Church of Ireland Synod: Nationalists in the North had to recognise that they had "moved out of second-class citizenship for good", while unionists should recognise that their constitutional position was "secure for as long as they wished it to be so" and they should "stop leaning on that issue to the denial of social justice or community fairness for others", the Church of Ireland Primate, Archbishop Robin Eames, has said.
Nationalists had to "avoid remaining a community which carries resentment because of inequality or oppression" and unionists had to rid themselves of the "evils of inherited sectarianism" towards their Catholic neighbours. "Those who propagate such attitudes must become 'yesterday's Protestants'," he said.
Archbishop Eames, who retires at the end of December, was delivering his last presidential address to the Armagh Diocesan Synod at the Synod Hall in Armagh yesterday.
"Northern Ireland must move on. The prize we have endured so much to achieve deserves nothing less," he told delegates.
Nationalists had to be reassured of their future as equal citizens with equal opportunities to prosper in the land of their birth. "They must be a part of the 'shared future' for us all," he said.
Unionists deserved the assurance that the "balance of equality once so weighted against the Catholic community will not be redressed by swinging so much the other way that we replace one community of resentment with yet another", he said. He believed, despite the obstacles, that there was now an unstoppable wave of genuine progress towards a stable and just society. "We all must be a part of that wave," he asserted.
However, sectarianism remained "alive and well in Northern Ireland". There was "still much evidence that a person stands condemned in the view of others simply because he or she is a Protestant or a Roman Catholic . . .
"A person is judged and condemned because of the accident of birth.
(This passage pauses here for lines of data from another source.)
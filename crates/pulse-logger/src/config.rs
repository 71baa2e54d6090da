// Copyright (c) 2025 Dimitris Kafetzis
//
// Licensed under the MIT License.
// See LICENSE file in the project root for full license information.
//
// SPDX-License-Identifier: MIT

//! Logging configuration loaded from TOML files or constructed programmatically.
//!
//! # TOML Format
//! ```toml
//! adapter = "tracing"
//! level = "debug"
//! logger_segments = 36
//! ```

use crate::adapter::AdapterKind;
use crate::layout::DEFAULT_LOGGER_SEGMENTS;
use crate::{Level, LoggerError};
use std::path::Path;

/// Configuration for [`init`](crate::init).
#[derive(Debug, Clone, PartialEq, Eq, serde::Serialize, serde::Deserialize)]
pub struct LoggingConfig {
    /// Adapter installed into the global factory: `"log"` or `"tracing"`.
    #[serde(default = "default_adapter")]
    pub adapter: String,
    /// Minimum level emitted when `RUST_LOG` is not set.
    #[serde(default = "default_level")]
    pub level: String,
    /// Right-most logger name segments shown by the layout (`0` = all).
    #[serde(default = "default_logger_segments")]
    pub logger_segments: usize,
}

fn default_adapter() -> String {
    AdapterKind::default().as_str().to_string()
}

fn default_level() -> String {
    "info".to_string()
}

fn default_logger_segments() -> usize {
    DEFAULT_LOGGER_SEGMENTS
}

impl LoggingConfig {
    /// Loads configuration from a TOML file.
    pub fn from_file(path: &Path) -> Result<Self, LoggerError> {
        let content = std::fs::read_to_string(path).map_err(|e| {
            LoggerError::ConfigError(format!("cannot read config '{}': {e}", path.display()))
        })?;
        Self::from_toml(&content)
    }

    /// Parses configuration from a TOML string.
    pub fn from_toml(toml_str: &str) -> Result<Self, LoggerError> {
        toml::from_str(toml_str)
            .map_err(|e| LoggerError::ConfigError(format!("TOML parse error: {e}")))
    }

    /// Serialises configuration to TOML.
    pub fn to_toml(&self) -> Result<String, LoggerError> {
        toml::to_string_pretty(self)
            .map_err(|e| LoggerError::ConfigError(format!("TOML serialise error: {e}")))
    }

    pub fn parse_level(&self) -> Result<Level, LoggerError> {
        self.level.parse()
    }

    pub fn adapter_kind(&self) -> Result<AdapterKind, LoggerError> {
        self.adapter.parse()
    }
}

impl Default for LoggingConfig {
    fn default() -> Self {
        Self {
            adapter: default_adapter(),
            level: default_level(),
            logger_segments: DEFAULT_LOGGER_SEGMENTS,
        }
    }
}

#[cfg(test)]
mod tests {
    use super::*;

    #[test]
    fn test_default() {
        let c = LoggingConfig::default();
        assert_eq!(c.adapter, "log");
        assert_eq!(c.level, "info");
        assert_eq!(c.logger_segments, 36);
    }

    #[test]
    fn test_from_toml() {
        let toml = r#"
adapter = "tracing"
level = "debug"
logger_segments = 2
"#;
        let c = LoggingConfig::from_toml(toml).unwrap();
        assert_eq!(c.adapter_kind().unwrap(), AdapterKind::Tracing);
        assert_eq!(c.parse_level().unwrap(), Level::Debug);
        assert_eq!(c.logger_segments, 2);
    }

    #[test]
    fn test_from_toml_uses_defaults() {
        let c = LoggingConfig::from_toml("level = \"warn\"").unwrap();
        assert_eq!(c.adapter, "log");
        assert_eq!(c.parse_level().unwrap(), Level::Warn);
    }

    #[test]
    fn test_to_toml_roundtrip() {
        let c = LoggingConfig {
            adapter: "tracing".into(),
            ..Default::default()
        };
        let back = LoggingConfig::from_toml(&c.to_toml().unwrap()).unwrap();
        assert_eq!(back, c);
    }

    #[test]
    fn test_invalid_values() {
        let c = LoggingConfig {
            adapter: "log4j".into(),
            level: "loud".into(),
            ..Default::default()
        };
        assert!(matches!(c.adapter_kind(), Err(LoggerError::UnsupportedKind(_))));
        assert!(matches!(c.parse_level(), Err(LoggerError::UnknownLevel(_))));
    }

    #[test]
    fn test_invalid_toml() {
        let err = LoggingConfig::from_toml("adapter = [").unwrap_err();
        assert!(matches!(err, LoggerError::ConfigError(_)));
    }

    #[test]
    fn test_from_missing_file() {
        let err = LoggingConfig::from_file(Path::new("/nonexistent/pulse.toml")).unwrap_err();
        assert!(matches!(err, LoggerError::ConfigError(_)));
    }
}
As long as this remains a corrosive ingredient of life here, we will remain prisoners of our past as the world moves on," he said.
A new dimension to this problem was that racially-motivated attacks on other ethnic groups or individuals seemed to be an almost daily occurrence in the North, he said.
It was his belief that "deep down in the consciousness of this society there is an antagonism towards anyone who is 'different'."
He made a plea for society to "confront sectarianism at every level, confront sectarian attitudes whenever or however we meet them, refuse to maintain sectarian attitudes or actions and let us together not only make them things of the past, but make sectarianism socially unacceptable for good".